Total capitalization
$
6,969.4


(1)
Consists of $700.0 million and $225.0 million aggregate principal amount of 2019 notes that were issued at a price equal to 99.362% and 101.50%, respectively, of the principal amount thereof, net of $320.6 million aggregate principal amount of 2019 notes that were exchanged for $350.0 million aggregate principal amount of 2022 notes, together with $100.0 million of 2019 initial notes and $160.0 million of 2019 initial notes that were issued in April 2015 and May 2015, respectively, that are the 2019 initial notes for which the 2019 exchange notes are being offered.
(2)
In January 2014, HRG issued $200.0 million aggregate principal amount of 2022 notes. In May 2014, HRG exchanged a portion of its outstanding 2019 notes for $350.0 million aggregate principal amount of additional 2022 notes. In September 2014, HRG issued $200.0 million aggregate principal amount of 2022 notes. In May 2015, HRG issued $140.0 million aggregate principal amount of 2022 initial notes that are the 2022 initial notes for which the 2022 exchange notes are being offered.
(3)
On June 23, 2015, SBI entered into term loan facilities pursuant to a Senior Credit Agreement consisting of a $1,450.0 million U.S. dollar denominated term loan facility due June 23, 2022 (the “USD Term Loan”), a $75.0 million CAD term loan due June 23, 2022 (“CAD Term Loan”) and a €300.0 million Euro denominated term loan facility due June 23, 2022 (“Euro Term Loan” and together with “USD Term Loan” and “CAD Term Loan”, the “Term Loans”) and entered into a $500.0 million Revolver Facility due June 23, 2020 (the “Revolver”). The proceeds from the Term Loans and draws on the Revolver were used to repay SBI’s then-existing senior term credit facility, repay SBI’s outstanding 6.75% senior notes due 2020 (the “6.75% Notes”), repay and replace SBI’s then-existing asset based revolving loan facility, and to pay fees and expenses in connection with the refinancing and for general corporate purposes.
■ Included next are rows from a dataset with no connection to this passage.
/*
MIT License
Copyright (c) 2021 Germán Molina
Permission is hereby granted, free of charge, to any person obtaining a copy
of this software and associated documentation files (the "Software"), to deal
in the Software without restriction, including without limitation the rights
to use, copy, modify, merge, publish, distribute, sublicense, and/or sell
copies of the Software, and to permit persons to whom the Software is
furnished to do so, subject to the following conditions:
The above copyright notice and this permission notice shall be included in all
copies or substantial portions of the Software.
THE SOFTWARE IS PROVIDED "AS IS", WITHOUT WARRANTY OF ANY KIND, EXPRESS OR
IMPLIED, INCLUDING BUT NOT LIMITED TO THE WARRANTIES OF MERCHANTABILITY,
FITNESS FOR A PARTICULAR PURPOSE AND NONINFRINGEMENT. IN NO EVENT SHALL THE
AUTHORS OR COPYRIGHT HOLDERS BE LIABLE FOR ANY CLAIM, DAMAGES OR OTHER
LIABILITY, WHETHER IN AN ACTION OF CONTRACT, TORT OR OTHERWISE, ARISING FROM,
OUT OF OR IN CONNECTION WITH THE SOFTWARE OR THE USE OR OTHER DEALINGS IN THE
SOFTWARE.
*/

use crate::error::{MatrixError, Result};
use crate::functors::ElementOp;
use crate::mapped::Mapped;
use crate::structure::yields;
use crate::traits::{Axis, Layout, Matrix, Numberish, Storage};
use serde::{Deserialize, Serialize};

#[cfg(feature = "parallel")]
use rayon::prelude::*;

/// A dense matrix: every element is stored.
#[derive(Default, Debug, Clone, Serialize, Deserialize)]
#[serde(try_from = "RawGenericMatrix<T>")]
pub struct GenericMatrix<T: Numberish> {
    pub(crate) ncols: usize,
    pub(crate) nrows: usize,

    #[serde(default)]
    pub(crate) layout: Layout,

    // Contains the data ordered by row (going left to right, and up and
    // down) or by column, depending on the layout.
    pub(crate) data: Vec<T>,
}

#[derive(Deserialize)]
struct RawGenericMatrix<T> {
    ncols: usize,
    nrows: usize,
    #[serde(default)]
    layout: Layout,
    data: Vec<T>,
}

impl<T: Numberish> TryFrom<RawGenericMatrix<T>> for GenericMatrix<T> {
    type Error = MatrixError;

    fn try_from(raw: RawGenericMatrix<T>) -> Result<Self> {
        if raw.nrows.checked_mul(raw.ncols) != Some(raw.data.len()) {
            return Err(MatrixError::MalformedStorage(format!(
                "a {}x{} matrix cannot hold {} elements",
                raw.nrows,
                raw.ncols,
                raw.data.len()
            )));
        }
        Ok(Self {
            ncols: raw.ncols,
            nrows: raw.nrows,
            layout: raw.layout,
            data: raw.data,
        })
    }
}

impl<T: Numberish> std::fmt::Display for GenericMatrix<T> {
    fn fmt(&self, f: &mut std::fmt::Formatter<'_>) -> std::fmt::Result {
        for i in 0..self.nrows {
            write!(f, "\n\t(")?;
            for j in 0..self.ncols {
                write!(f, " {}", self.data[self.index(i, j)])?;
            }
            write!(f, " )")?;
        }
        Ok(())
    }
}

impl<T: Numberish> PartialEq for GenericMatrix<T> {
    /// Two matrices are equal when they have the same size and elements,
    /// regardless of their layout.
    fn eq(&self, other: &Self) -> bool {
        self.compare(other)
    }
}

impl<T: Numberish> GenericMatrix<T> {
    /// Creates a `GenericMatrix` from a vector containing the elements of the
    /// matrix, ordered by row.
    ///
    /// # Panics
    /// Panics if `data` does not contain `nrows * ncols` elements
    #[must_use]
    pub fn from_data(nrows: usize, ncols: usize, data: Vec<T>) -> Self {
        if nrows * ncols != data.len() {
            panic!("When creating Matrix: Number of rows (nrows = {}) and cols (ncols = {}) does not match length of data (data.len() = {})... (nrows * ncols = {})", nrows, ncols, data.len(), nrows*ncols)
        }
        Self {
            nrows,
            ncols,
            layout: Layout::RowMajor,
            data,
        }
    }

    /// Creates a `GenericMatrix` from its rows.
    ///
    /// Returns an error if the rows are not all the same length
    pub fn from_rows(rows: Vec<Vec<T>>) -> Result<Self> {
        let nrows = rows.len();
        let ncols = rows.first().map(|r| r.len()).unwrap_or(0);
        let mut data = Vec::with_capacity(nrows * ncols);
        for row in rows {
            if row.len() != ncols {
                return Err(MatrixError::DimensionMismatch {
                    expected: ncols,
                    found: row.len(),
                });
            }
            data.extend(row);
        }
        Ok(Self::from_data(nrows, ncols, data))
    }

    /// Creates a `GenericMatrix` of `nrows` and `ncols` full of values `v`
    #[must_use]
    pub fn new(v: T, nrows: usize, ncols: usize) -> Self {
        GenericMatrix {
            nrows,
            ncols,
            layout: Layout::RowMajor,
            data: vec![v; nrows * ncols],
        }
    }

    /// Creates a squared matrix with the elements of `data`
    /// in the diagonal
    #[must_use]
    pub fn diag(data: Vec<T>) -> Self {
        let n_rows = data.len();
        let mut v = vec![T::zero(); n_rows * n_rows];

        for (nrow, value) in data.iter().enumerate() {
            let i = nrow * (n_rows + 1);
            v[i] = *value;
        }

        GenericMatrix::from_data(n_rows, n_rows, v)
    }

    /// Creates an Identity matrix of size NxN
    #[must_use]
    pub fn eye(n: usize) -> Self {
        GenericMatrix {
            nrows: n,
            ncols: n,
            layout: Layout::RowMajor,
            data: (0..(n * n))
                .map(|i| {
                    let col = i % n;
                    let row = (i - col) / n;
                    if row == col {
                        T::one()
                    } else {
                        T::zero()
                    }
                })
                .collect(),
        }
    }

    /// Creates an empty Matrix (i.e., size 0x0)
    #[must_use]
    pub fn empty() -> Self {
        GenericMatrix {
            nrows: 0,
            ncols: 0,
            layout: Layout::RowMajor,
            data: Vec::with_capacity(0),
        }
    }

    /// Checks whether a Matrix has Zero columns and Zero rows
    #[must_use]
    pub fn is_empty(&self) -> bool {
        self.nrows == 0 && self.ncols == 0
    }

    /// Returns the same matrix, stored with `layout`
    #[must_use]
    pub fn with_layout(&self, layout: Layout) -> Self {
        if layout == self.layout {
            return self.clone();
        }
        let mut ret = Self::zeros(self.nrows, self.ncols, layout);
        for r in 0..self.nrows {
            for c in 0..self.ncols {
                let i = ret.index(r, c);
                ret.data[i] = self.data[self.index(r, c)];
            }
        }
        ret
    }

    /// Returns the same matrix stored in the opposite layout
    #[must_use]
    pub fn opposite(&self) -> Self {
        self.with_layout(self.layout.opposite())
    }

    /// Copies the data from a `GenericMatrix` into `self`.
    ///
    /// # Panics
    /// Panics if the matrices are of different sizes
    pub fn copy_from(&mut self, other: &GenericMatrix<T>) {
        assert_eq!(self.nrows, other.nrows);
        assert_eq!(self.ncols, other.ncols);
        if self.layout == other.layout {
            self.data.copy_from_slice(&other.data)
        } else {
            *self = other.with_layout(self.layout);
        }
    }

    /// Gets the index of an element within the `data` array of the Matrix
    pub(crate) fn index(&self, nrow: usize, ncol: usize) -> usize {
        match self.layout {
            Layout::RowMajor => self.ncols * nrow + ncol,
            Layout::ColumnMajor => self.nrows * ncol + nrow,
        }
    }

    fn check_bounds(&self, nrow: usize, ncol: usize) -> Result<()> {
        if nrow < self.nrows && ncol < self.ncols {
            Ok(())
        } else {
            Err(MatrixError::ElementOutOfRange {
                row: nrow,
                col: ncol,
                size: (self.nrows, self.ncols),
            })
        }
    }

    fn check_line(&self, axis: Axis, index: usize) -> Result<()> {
        let bound = axis.count((self.nrows, self.ncols));
        if index < bound {
            Ok(())
        } else {
            Err(MatrixError::IndexOutOfRange { axis, index, bound })
        }
    }

    /// Checks if two matrices are exactly the same (as in `element == other_element`... beware Floats).
    pub fn compare(&self, other: &GenericMatrix<T>) -> bool {
        if self.ncols != other.ncols || self.nrows != other.nrows {
            return false;
        }
        if self.layout == other.layout {
            return self.data == other.data;
        }
        (0..self.nrows).all(|r| {
            (0..self.ncols).all(|c| self.data[self.index(r, c)] == other.data[other.index(r, c)])
        })
    }

    /// Returns the rows of the matrix
    pub fn to_rows(&self) -> Vec<Vec<T>> {
        (0..self.nrows)
            .map(|r| (0..self.ncols).map(|c| self.data[self.index(r, c)]).collect())
            .collect()
    }
}

impl<T: Numberish> Matrix<T> for GenericMatrix<T> {
    type Owned = Self;

    fn size(&self) -> (usize, usize) {
        (self.nrows, self.ncols)
    }

    fn layout(&self) -> Layout {
        self.layout
    }

    fn get(&self, nrow: usize, ncol: usize) -> Result<T> {
        self.check_bounds(nrow, ncol)?;
        Ok(self.data[self.index(nrow, ncol)])
    }

    fn set(&mut self, nrow: usize, ncol: usize, v: T) -> Result<()> {
        self.check_bounds(nrow, ncol)?;
        let i = self.index(nrow, ncol);
        self.data[i] = v;
        Ok(())
    }

    fn non_zeros(&self) -> usize {
        self.data.iter().filter(|v| !v.is_zero()).count()
    }

    fn capacity(&self) -> usize {
        self.data.capacity()
    }

    fn line(&self, axis: Axis, index: usize) -> Result<Vec<T>> {
        self.check_line(axis, index)?;
        let len = axis.length((self.nrows, self.ncols));
        Ok((0..len)
            .map(|pos| {
                let (r, c) = axis.cell(index, pos);
                self.data[self.index(r, c)]
            })
            .collect())
    }

    fn write_line(&mut self, axis: Axis, index: usize, values: &[T]) -> Result<()> {
        self.check_line(axis, index)?;
        let len = axis.length((self.nrows, self.ncols));
        if values.len() != len {
            return Err(MatrixError::DimensionMismatch {
                expected: len,
                found: values.len(),
            });
        }
        for (pos, v) in values.iter().enumerate() {
            let (r, c) = axis.cell(index, pos);
            let i = self.index(r, c);
            self.data[i] = *v;
        }
        Ok(())
    }

    fn map<Op: ElementOp<T>>(&self, op: Op) -> Mapped<Self> {
        #[cfg(not(feature = "parallel"))]
        let data = self.data.iter().map(|v| op.apply(*v)).collect();

        #[cfg(feature = "parallel")]
        let data = self.data.par_iter().map(|v| op.apply(*v)).collect();

        let ret = GenericMatrix {
            nrows: self.nrows,
            ncols: self.ncols,
            layout: self.layout,
            data,
        };
        Mapped::new(ret, yields::<Op>(self.structure()), Op::NAME)
    }
}

impl<T: Numberish> Storage<T> for GenericMatrix<T> {
    fn zeros(nrows: usize, ncols: usize, layout: Layout) -> Self {
        GenericMatrix {
            nrows,
            ncols,
            layout,
            data: vec![T::zero(); nrows * ncols],
        }
    }

    fn resize(&mut self, nrows: usize, ncols: usize) {
        if (nrows, ncols) == (self.nrows, self.ncols) {
            return;
        }
        let mut ret = Self::zeros(nrows, ncols, self.layout);
        for r in 0..nrows.min(self.nrows) {
            for c in 0..ncols.min(self.ncols) {
                let i = ret.index(r, c);
                ret.data[i] = self.data[self.index(r, c)];
            }
        }
        *self = ret;
    }
}
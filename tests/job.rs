/*
MIT License
Copyright (c) 2021 Germán Molina
Permission is hereby granted, free of charge, to any person obtaining a copy
of this software and associated documentation files (the "Software"), to deal
in the Software without restriction, including without limitation the rights
to use, copy, modify, merge, publish, distribute, sublicense, and/or sell
copies of the Software, and to permit persons to whom the Software is
furnished to do so, subject to the following conditions:
The above copyright notice and this permission notice shall be included in all
copies or substantial portions of the Software.
THE SOFTWARE IS PROVIDED "AS IS", WITHOUT WARRANTY OF ANY KIND, EXPRESS OR
IMPLIED, INCLUDING BUT NOT LIMITED TO THE WARRANTIES OF MERCHANTABILITY,
FITNESS FOR A PARTICULAR PURPOSE AND NONINFRINGEMENT. IN NO EVENT SHALL THE
AUTHORS OR COPYRIGHT HOLDERS BE LIABLE FOR ANY CLAIM, DAMAGES OR OTHER
LIABILITY, WHETHER IN AN ACTION OF CONTRACT, TORT OR OTHERWISE, ARISING FROM,
OUT OF OR IN CONNECTION WITH THE SOFTWARE OR THE USE OR OTHER DEALINGS IN THE
SOFTWARE.
*/

use structmat::{run, JobError, JobOptions};

fn run_file(path: &str) -> Result<serde_json::Value, JobError> {
    let options = JobOptions {
        input_file: path.to_string(),
        output: None,
    };
    let mut out: Vec<u8> = Vec::new();
    run(&options, &mut out)?;
    Ok(serde_json::from_slice(&out)?)
}

#[test]
fn test_lower_column() {
    let report = run_file("./tests/jobs/lower_column.json").unwrap();

    let accepted: Vec<bool> = report["steps"]
        .as_array()
        .unwrap()
        .iter()
        .map(|s| s["accepted"].as_bool().unwrap())
        .collect();
    assert_eq!(accepted, vec![true, false, true, true, true, true, false]);

    // Column 1 goes ( 0 8 2 ) -> ( 0 16 4 ) -> ( 0 8 2 ) -> ( 0 64 0 )
    let rows: Vec<Vec<f64>> = serde_json::from_value(report["rows"].clone()).unwrap();
    assert_eq!(
        rows,
        vec![vec![1., 0., 0.], vec![-4., 64., 0.], vec![7., 0., 3.]]
    );
    assert_eq!(report["non_zeros"], 5);
    assert!(report["capacity"].as_u64().unwrap() >= 5);
    assert_eq!(report["declared"]["lower"], true);
    assert_eq!(report["detected"]["lower"], true);
    assert_eq!(report["detected"]["upper"], false);

    // The rejected step says why
    let error = report["steps"][1]["error"].as_str().unwrap();
    assert!(error.contains("column 1"));
    assert!(report["steps"][0].get("error").is_none());
}

#[test]
fn test_upper_row() {
    let report = run_file("./tests/jobs/upper_row.json").unwrap();

    let steps = report["steps"].as_array().unwrap();
    assert_eq!(steps[0]["accepted"], false);
    assert_eq!(steps[1]["accepted"], true);
    assert_eq!(steps[2]["accepted"], true);

    let rows: Vec<Vec<f64>> = serde_json::from_value(report["rows"].clone()).unwrap();
    assert_eq!(
        rows,
        vec![vec![-3., -4., -6.], vec![0., -4., -5.], vec![0., 0., -6.]]
    );
    assert_eq!(report["non_zeros"], 6);
    assert_eq!(report["declared"]["upper"], true);
}

#[test]
fn test_invalid_step() {
    let r = run_file("./tests/jobs/invalid_step.json");
    assert!(matches!(r, Err(JobError::InvalidStep { index: 0, .. })));
}

#[test]
fn test_missing_file() {
    let r = run_file("./tests/jobs/does_not_exist.json");
    assert!(matches!(r, Err(JobError::Io { .. })));
}
/*
MIT License
Copyright (c) 2021 Germán Molina
Permission is hereby granted, free of charge, to any person obtaining a copy
of this software and associated documentation files (the "Software"), to deal
in the Software without restriction, including without limitation the rights
to use, copy, modify, merge, publish, distribute, sublicense, and/or sell
copies of the Software, and to permit persons to whom the Software is
furnished to do so, subject to the following conditions:
The above copyright notice and this permission notice shall be included in all
copies or substantial portions of the Software.
THE SOFTWARE IS PROVIDED "AS IS", WITHOUT WARRANTY OF ANY KIND, EXPRESS OR
IMPLIED, INCLUDING BUT NOT LIMITED TO THE WARRANTIES OF MERCHANTABILITY,
FITNESS FOR A PARTICULAR PURPOSE AND NONINFRINGEMENT. IN NO EVENT SHALL THE
AUTHORS OR COPYRIGHT HOLDERS BE LIABLE FOR ANY CLAIM, DAMAGES OR OTHER
LIABILITY, WHETHER IN AN ACTION OF CONTRACT, TORT OR OTHERWISE, ARISING FROM,
OUT OF OR IN CONNECTION WITH THE SOFTWARE OR THE USE OR OTHER DEALINGS IN THE
SOFTWARE.
*/

use std::fmt::Display;

/// Prints a warning message.
///
/// This is meant to be used from within the different modules,
/// so that the user can know where is the warning comming from
///
/// ```
/// use structmat::error_msgs::print_warning;
/// print_warning("Name of the module", "some warning");
/// ```
pub fn print_warning<C: Display, T: Display>(module_name: C, msg: T) {
    if format!("{}", module_name).is_empty() {
        log::warn!("{}", msg)
    } else {
        log::warn!("[in {}] {}", module_name, msg)
    }
}

/// Prints an error message.
///
/// This is meant to be used from within the different modules,
/// so that the user can know where is the error comming from
///
/// ```
/// use structmat::error_msgs::print_error;
/// print_error("Name of the module", "some error");
/// ```
pub fn print_error<C: Display, T: Display>(module_name: C, msg: T) {
    if format!("{}", module_name).is_empty() {
        log::error!("{}", msg)
    } else {
        log::error!("[in {}] {}", module_name, msg)
    }
}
The Term Loans and Revolver are subject to variable interest rates, (i) the USD Term Loan is subject to either adjusted International Exchange London Interbank Offered Rate (“LIBOR”), subject to a 0.75% floor, plus 3.0% per annum, or base rate plus 2.0% per annum, (ii) the CAD Term Loan is subject to either Canadian Dollar Offered Rate (“CDOR”), subject to a 0.75% floor plus 3.5% per annum, or base rate plus 2.5% per annum, (iii) the Euro Term Loan is subject to either Euro Interbank Offered Rate (“EURIBOR”), subject to a 0.75% floor, plus 2.75% per annum, with no base rate option available and (iv) the Revolver is subject to either adjusted LIBOR plus 3.0% per annum, or base rate plus 2.0% per annum.